TASK REQUIREMENTS:
Read the listing below and copy out every line that holds "width".

RAW DATA:
▼

// 该文件是 YOLOv5 检测项目的一部分。
// src/output/draw.rs - 目标检测结果可视化与记录
//
// 本文件根据 Apache 许可证第 2.0 版（以下简称“许可证”）授权使用；
// 除非遵守该许可证条款，否则您不得使用本文件。
// 您可通过以下网址获取许可证副本：
// http://www.apache.org/licenses/LICENSE-2.0
// 除非适用法律要求或书面同意，根据本许可协议分发的软件均按“原样”提供，
// 不附带任何形式的明示或暗示的保证或条件。
// 有关许可权限与限制的具体条款，请参阅本许可协议。
//
// Copyright (C) 2026 Johann Li <me@qinka.pro>, Wareless Group

use std::path::Path;

use ab_glyph::{FontArc, PxScale};
use image::{Rgb, RgbImage};
use imageproc::drawing::{draw_filled_rect_mut, draw_hollow_rect_mut, draw_text_mut, text_size};
use imageproc::rect::Rect as PixelRect;
use thiserror::Error;

use crate::{frame::Frame, model::ObjectDetection};

const LABEL_FONT_SIZE: f32 = 16.0;
const LABEL_TEXT_VERTICAL_PADDING: i32 = 2;
const BOX_THICKNESS: i32 = 2;
const LABEL_TEXT_COLOR: [u8; 3] = [255, 255, 255];
// 按类别循环使用的框颜色
const BOX_COLORS: [[u8; 3]; 10] = [
  [255, 56, 56],
  [255, 157, 151],
  [255, 112, 31],
  [255, 178, 29],
  [207, 210, 49],
  [72, 249, 10],
  [26, 147, 52],
  [0, 212, 187],
  [52, 69, 147],
  [203, 56, 255],
];

#[derive(Error, Debug)]
pub enum DrawError {
  #[error("无法读取字体文件: {0}")]
  FontIo(#[from] std::io::Error),
  #[error("字体文件无效: {0}")]
  InvalidFont(#[from] ab_glyph::InvalidFont),
}

/// 在图像上绘制检测框；给出字体时同时绘制标签
pub struct Draw {
  font: Option<FontArc>,
  font_scale: PxScale,
}

impl Default for Draw {
  fn default() -> Self {
    Self {
      font: None,
      font_scale: PxScale::from(LABEL_FONT_SIZE),
    }
  }
}

impl Draw {
  pub fn with_font_file(mut self, path: impl AsRef<Path>) -> Result<Self, DrawError> {
    let data = std::fs::read(path)?;
    self.font = Some(FontArc::try_from_vec(data)?);
    Ok(self)
  }

  pub fn color_of(&self, class_id: usize) -> Rgb<u8> {
    Rgb(BOX_COLORS[class_id % BOX_COLORS.len()])
  }

  pub fn render(&self, frame: &Frame, detections: &[ObjectDetection]) -> RgbImage {
    let mut image = frame.to_rgb_image();
    self.draw_detections(&mut image, detections);
    image
  }

  pub fn draw_detections(&self, image: &mut RgbImage, detections: &[ObjectDetection]) {
    for detection in detections {
      self.draw_detection(image, detection);
    }
  }

  fn draw_detection(&self, image: &mut RgbImage, detection: &ObjectDetection) {
    let (w, h) = (image.width() as i32, image.height() as i32);
    if w == 0 || h == 0 {
      return;
    }

    let bbox = detection.bounding_box;
    let left = bbox.left.clamp(0, w - 1);
    let top = bbox.top.clamp(0, h - 1);
    let right = bbox.right.clamp(0, w - 1);
    let bottom = bbox.bottom.clamp(0, h - 1);
    if left >= right || top >= bottom {
      return;
    }

    let color = self.color_of(detection.class_id);
    for t in 0..BOX_THICKNESS {
      let width = right - left - 2 * t;
      let height = bottom - top - 2 * t;
      if width <= 0 || height <= 0 {
        break;
      }
      let rect = PixelRect::at(left + t, top + t).of_size(width as u32, height as u32);
      draw_hollow_rect_mut(image, rect, color);
    }

    let Some(font) = &self.font else {
      return;
    };

    let label = format!("{} {:.2}", detection.class_name, detection.confidence);
    let (text_w, text_h) = text_size(self.font_scale, font, &label);
    let label_h = text_h as i32 + 2 * LABEL_TEXT_VERTICAL_PADDING;
    let label_x = left;
    let label_y = (top - label_h).max(0);
    let label_w = (text_w as i32).min(w - label_x);

    if label_w > 0 && label_h > 0 {
      let rect = PixelRect::at(label_x, label_y).of_size(label_w as u32, label_h as u32);
      draw_filled_rect_mut(image, rect, color);
      draw_text_mut(
        image,
        Rgb(LABEL_TEXT_COLOR),
        label_x,
        label_y + LABEL_TEXT_VERTICAL_PADDING,
        self.font_scale,
        font,
        &label,
      );
    }
  }
}

/// 检测结果的文本记录格式
#[derive(Debug, Clone, Copy, PartialEq, Eq)]
pub enum RecordFormat {
  /// `name, score, left, top, right, bottom`
  Name,
  /// `id, score, left, top, right, bottom`
  Id,
  /// 每行一个 JSON 对象
  Json,
}

pub struct Record {
  pub format: RecordFormat,
}

impl Record {
  pub fn format_lines(&self, detections: &[ObjectDetection]) -> String {
    detections
      .iter()
      .map(|item| {
        let b = item.bounding_box;
        match self.format {
          RecordFormat::Name => format!(
            "{}, {:.4}, {}, {}, {}, {}",
            item.class_name, item.confidence, b.left, b.top, b.right, b.bottom
          ),
          RecordFormat::Id => format!(
            "{}, {:.4}, {}, {}, {}, {}",
            item.class_id, item.confidence, b.left, b.top, b.right, b.bottom
          ),
          RecordFormat::Json => item.to_json().to_string(),
        }
      })
      .collect::<Vec<_>>()
      .join("\n")
  }

  /// 写到与 `path` 同名、扩展名为 txt 或 jsonl 的文件
  pub fn record(&self, detections: &[ObjectDetection], path: &Path) -> Result<(), std::io::Error> {
    let extension = match self.format {
      RecordFormat::Json => "jsonl",
      _ => "txt",
    };
    std::fs::write(path.with_extension(extension), self.format_lines(detections))
  }
}
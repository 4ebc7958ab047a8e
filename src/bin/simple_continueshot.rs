// 该文件是 YOLOv5 检测项目的一部分。
// src/bin/simple_continueshot.rs - 连续检测
//
// 本文件根据 Apache 许可证第 2.0 版（以下简称“许可证”）授权使用；
// 除非遵守该许可证条款，否则您不得使用本文件。
// 您可通过以下网址获取许可证副本：
// http://www.apache.org/licenses/LICENSE-2.0
// 除非适用法律要求或书面同意，根据本许可协议分发的软件均按“原样”提供，
// 不附带任何形式的明示或暗示的保证或条件。
// 有关许可权限与限制的具体条款，请参阅本许可协议。
//
// Copyright (C) 2026 Johann Li <me@qinka.pro>, Wareless Group

use anyhow::Result;
use clap::Parser;
use url::Url;

use tracing::info;
use yolov5::{
  DetectorBuilder, FromUrl,
  engine::TractEngine,
  input::InputWrapper,
  output::OutputWrapper,
  task::{ContinuousTask, Task},
};

#[derive(Parser, Debug)]
#[command(author, version, about, long_about = None)]
pub struct Args {
  /// 模型地址，例如 yolov5:///data/yolov5s.onnx?names=/data/coco.names
  #[arg(long, value_name = "MODEL")]
  pub model: Url,
  /// 输入来源，例如 folder:///data/images?loop
  #[arg(long, value_name = "SOURCE")]
  pub input: Url,
  /// 输出路径，例如 folder:///data/records?record=json
  #[arg(long, value_name = "OUTPUT")]
  pub output: Url,

  #[arg(long, value_name = "FRAME_NUMBER")]
  pub frame_number: Option<usize>,
}

fn main() -> Result<()> {
  tracing_subscriber::fmt::init();

  let args = Args::parse();

  info!("模型地址: {}", args.model);
  info!("输入来源: {}", args.input);
  info!("输出路径: {}", args.output);

  let input = InputWrapper::from_url(&args.input)?;
  let model = DetectorBuilder::from_url(&args.model)?.build::<TractEngine>()?;
  let output = OutputWrapper::from_url(&args.output)?;

  ContinuousTask::default()
    .with_frame_number(args.frame_number)
    .run_task(input, model, output)?;

  Ok(())
}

▲

OUTPUT:
    let (w, h) = (image.width() as i32, image.height() as i32);
      let width = right - left - 2 * t;
      if width <= 0 || height <= 0 {
      let rect = PixelRect::at(left + t, top + t).of_size(width as u32, height as u32);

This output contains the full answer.